The second act opens with Anne of the Island, introducing several new friends for Anne. Meanwhile, Anne falls in love with a millionaire named Royal Gardner much to the dismay of Marilla and Diana back home in Avonlea. Although she toys with the idea of marrying Roy, she finally decides that she does not truly love him and rejects his proposal. Roy storms off and is not seen again. Gilbert, who is paying his way through University with odd jobs, happens to be working as a waiter at the restaurant where Anne and Roy are. He gives Anne an early birthday gift in the form of three letters her parents left behind before they died. As she reads the letters she begins to realize that she truly can love somebody, and finally finds the love she has had for Gilbert all along.

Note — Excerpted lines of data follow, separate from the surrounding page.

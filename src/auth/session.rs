//! Time-boxed session snapshots with lazy expiry.
//!
//! A session is a client-local cache of the administrator's identity and
//! permission set, written once at login with an absolute expiry. All reads
//! go through [`SessionStore::current`], the single place where the
//! `Expired -> Empty` transition happens; call sites never check expiry
//! themselves.

use chrono::{DateTime, Duration, Utc};
use serde::{Deserialize, Serialize};
use std::collections::HashMap;
use std::sync::{Arc, RwLock};
use uuid::Uuid;

use super::permissions::{Permission, PermissionSet};
use crate::directory::admins::Administrator;

/// Storage key for the admin session snapshot. Deliberately distinct from
/// any customer-facing session key so the two never collide.
pub const ADMIN_SESSION_KEY: &str = "custodia_admin_session";

/// Default absolute session lifetime: 24 hours, not sliding.
pub const DEFAULT_SESSION_TTL_SECONDS: i64 = 24 * 60 * 60;

/// Key/value seam under the session store. The server keeps an in-process
/// map; each browser context owns an independent, namespaced key.
pub trait SessionBackend: Send + Sync {
    fn get(&self, key: &str) -> Option<String>;
    fn put(&self, key: &str, value: String);
    fn remove(&self, key: &str);
}

/// In-process backend. Single writer per key; no cross-context sharing.
#[derive(Debug, Default)]
pub struct MemorySessionBackend {
    entries: RwLock<HashMap<String, String>>,
}

impl MemorySessionBackend {
    #[must_use]
    pub fn new() -> Self {
        Self::default()
    }
}

impl SessionBackend for MemorySessionBackend {
    fn get(&self, key: &str) -> Option<String> {
        self.entries
            .read()
            .ok()
            .and_then(|entries| entries.get(key).cloned())
    }

    fn put(&self, key: &str, value: String) {
        if let Ok(mut entries) = self.entries.write() {
            entries.insert(key.to_string(), value);
        }
    }

    fn remove(&self, key: &str) {
        if let Ok(mut entries) = self.entries.write() {
            entries.remove(key);
        }
    }
}

/// Persisted snapshot, serialized exactly as the dashboard stores it.
#[derive(Debug, Clone, Serialize, Deserialize, utoipa::ToSchema)]
#[serde(rename_all = "camelCase")]
pub struct SessionSnapshot {
    pub id: Uuid,
    pub email: String,
    pub first_name: String,
    pub last_name: String,
    pub role: String,
    pub is_active: bool,
    pub last_login_at: Option<DateTime<Utc>>,
    pub created_at: DateTime<Utc>,
    pub session_expiry: DateTime<Utc>,
}

/// A live session: the snapshot plus the permission table frozen at login
/// time. Role changes after login do not alter an issued session; the
/// staleness window closes at the next login.
#[derive(Debug, Clone)]
pub struct Session {
    snapshot: SessionSnapshot,
    permissions: &'static PermissionSet,
}

impl Session {
    fn from_snapshot(snapshot: SessionSnapshot) -> Self {
        let permissions = PermissionSet::for_role_name(&snapshot.role);
        Self {
            snapshot,
            permissions,
        }
    }

    #[must_use]
    pub fn admin_id(&self) -> Uuid {
        self.snapshot.id
    }

    #[must_use]
    pub fn email(&self) -> &str {
        &self.snapshot.email
    }

    #[must_use]
    pub fn role_name(&self) -> &str {
        &self.snapshot.role
    }

    #[must_use]
    pub fn allows(&self, permission: Permission) -> bool {
        self.permissions.allows(permission)
    }

    #[must_use]
    pub fn permissions(&self) -> &'static PermissionSet {
        self.permissions
    }

    #[must_use]
    pub fn expires_at(&self) -> DateTime<Utc> {
        self.snapshot.session_expiry
    }

    #[must_use]
    pub fn snapshot(&self) -> &SessionSnapshot {
        &self.snapshot
    }
}

/// Observed state of the stored snapshot.
#[derive(Debug)]
pub enum SessionState {
    Empty,
    Valid(Session),
    Expired,
}

/// Handle over one browser context's session slot.
#[derive(Clone)]
pub struct SessionStore {
    backend: Arc<dyn SessionBackend>,
    key: String,
    ttl_seconds: i64,
}

impl SessionStore {
    #[must_use]
    pub fn new(backend: Arc<dyn SessionBackend>, ttl_seconds: i64) -> Self {
        Self {
            backend,
            key: ADMIN_SESSION_KEY.to_string(),
            ttl_seconds,
        }
    }

    /// Store namespaced to one browser context. `context` is an opaque
    /// discriminator (the server uses a hashed session token).
    #[must_use]
    pub fn scoped(backend: Arc<dyn SessionBackend>, ttl_seconds: i64, context: &str) -> Self {
        Self {
            backend,
            key: format!("{ADMIN_SESSION_KEY}:{context}"),
            ttl_seconds,
        }
    }

    fn token_key(&self) -> String {
        format!("{}.verifier", self.key)
    }

    /// Persist a snapshot for `admin` with an absolute expiry computed now.
    ///
    /// The verifier access token is stored beside the snapshot (never inside
    /// it) so logout can invalidate the upstream session.
    pub fn save(&self, admin: &Administrator, verifier_token: &str) -> Session {
        let snapshot = SessionSnapshot {
            id: admin.id,
            email: admin.email.clone(),
            first_name: admin.first_name.clone(),
            last_name: admin.last_name.clone(),
            role: admin.role.clone(),
            is_active: admin.is_active,
            last_login_at: admin.last_login_at,
            created_at: admin.created_at,
            session_expiry: Utc::now() + Duration::seconds(self.ttl_seconds),
        };
        if let Ok(json) = serde_json::to_string(&snapshot) {
            self.backend.put(&self.key, json);
            self.backend.put(&self.token_key(), verifier_token.to_string());
        }
        Session::from_snapshot(snapshot)
    }

    /// The single accessor. Returns the session only while the snapshot is
    /// active and unexpired; otherwise clears the slot and reports absence.
    #[must_use]
    pub fn current(&self) -> Option<Session> {
        match self.state() {
            SessionState::Valid(session) => Some(session),
            SessionState::Expired => {
                self.clear();
                None
            }
            SessionState::Empty => None,
        }
    }

    /// Raw verifier token for the stored session, if any. Used only to sign
    /// the principal out upstream during logout.
    #[must_use]
    pub fn verifier_token(&self) -> Option<String> {
        self.backend.get(&self.token_key())
    }

    /// Remove the stored snapshot unconditionally.
    pub fn clear(&self) {
        self.backend.remove(&self.key);
        self.backend.remove(&self.token_key());
    }

    fn state(&self) -> SessionState {
        let Some(raw) = self.backend.get(&self.key) else {
            return SessionState::Empty;
        };
        let Ok(snapshot) = serde_json::from_str::<SessionSnapshot>(&raw) else {
            // Unreadable snapshots are treated the same as expired ones.
            return SessionState::Expired;
        };
        if !snapshot.is_active || Utc::now() >= snapshot.session_expiry {
            return SessionState::Expired;
        }
        SessionState::Valid(Session::from_snapshot(snapshot))
    }
}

The show ends with Anne proposing to Gilbert back home in Avonlea for the summer, as the entire town and several friends from Redmond look on.

== Songs ==
The original musical comprised twenty eight songs over two acts, but is most often sold and performed today in fifteen. The complete list of songs is as follows:

Act 1

1. Mr. Blythe*
2. Gilbert Loves Anne of Green Gables*
3. Averil's Ideal*
4. Carried Away By Love*
5. You're Island Through and Through*
6. Polishing Silver
7. Saturday Morning*
8. Hello, Gilbert!*
9. All You Can Do Is Wait*
10. A Jonah Day
11. Our Duty*
12. Averil's Ideal (Reprise)*
13. Someone Handed Me the Moon*
14. Blessed Be the Avonlea Bride
15. Carried Away By Love (Reprise)

Act 2

1. The Days Ahead*
2. Seesaw Girl
3. When He Was My Beau*
4. May I Offer My Umbrella?
5. Gilbert Would Never Compose A Sonnet To My Eyes*
6. You're Never Safe From Surprises Till You're Dead
7. Hello Gilbert (Reprise) - DISCONTINUTED SONG
8. Hothouse Flower*
9. Just When I'd Given Up Hope
10. You're Island Through and Through (Reprise)
11. That Little Fiddle Player
12. Forever In My Life
13. Finale

==Performances==
Anne & Gilbert opened in August 2005 at the Victoria Playhouse in Victoria–By-the-Sea, Prince Edward Island, directed and choreographed by Duncan MacIntosh. In 2006, the production moved to the Harbourfront Theatre in Summerside, maintaining much of the original cast. The show continued to run at the Harbourfront each summer season until 2012, entering its seventh season with returning actors Amy Reitsma and Aaron Kyte in the title roles. The original production continues to run in Charlottetown, having moved to the Guild Theatre starting in 2013. A scaled-down production was staged during the COVID-19 pandemic, with a limited cast performing songs from the musical. The musical is performed regularly on the Island to this day.

The production played for the first time outside of Prince Edward Island and for the first time by an amateur troupe at Catholic Central High School in Lethbridge, Alberta in early 2007.

A second professional production at The Thousand Islands Playhouse in July–August 2007 was directed by Greg Wanless, music-directed by Sandy Thorburn, and choreographed by Kiri-Lyn Muir. A tour of Ontario took place in 2008.

In December 2015, Anne & Gilbert was performed at Canada's National Arts Centre in Ottawa. Ellen Denny returned to her role as Anne Shirley, and Gilbert Blythe was played by Alex Furber. The production was very successful, with an additional two productions added to the initial run.

Anne & Gilbert has been performed at the Florence Simmons Performance Hall in Charlottetown since 2022, with Rebekah Brown and Greysen LaPointe as the lead roles, and with direction under Wade Lynch and choreography under MacKenzie Cutcliffe.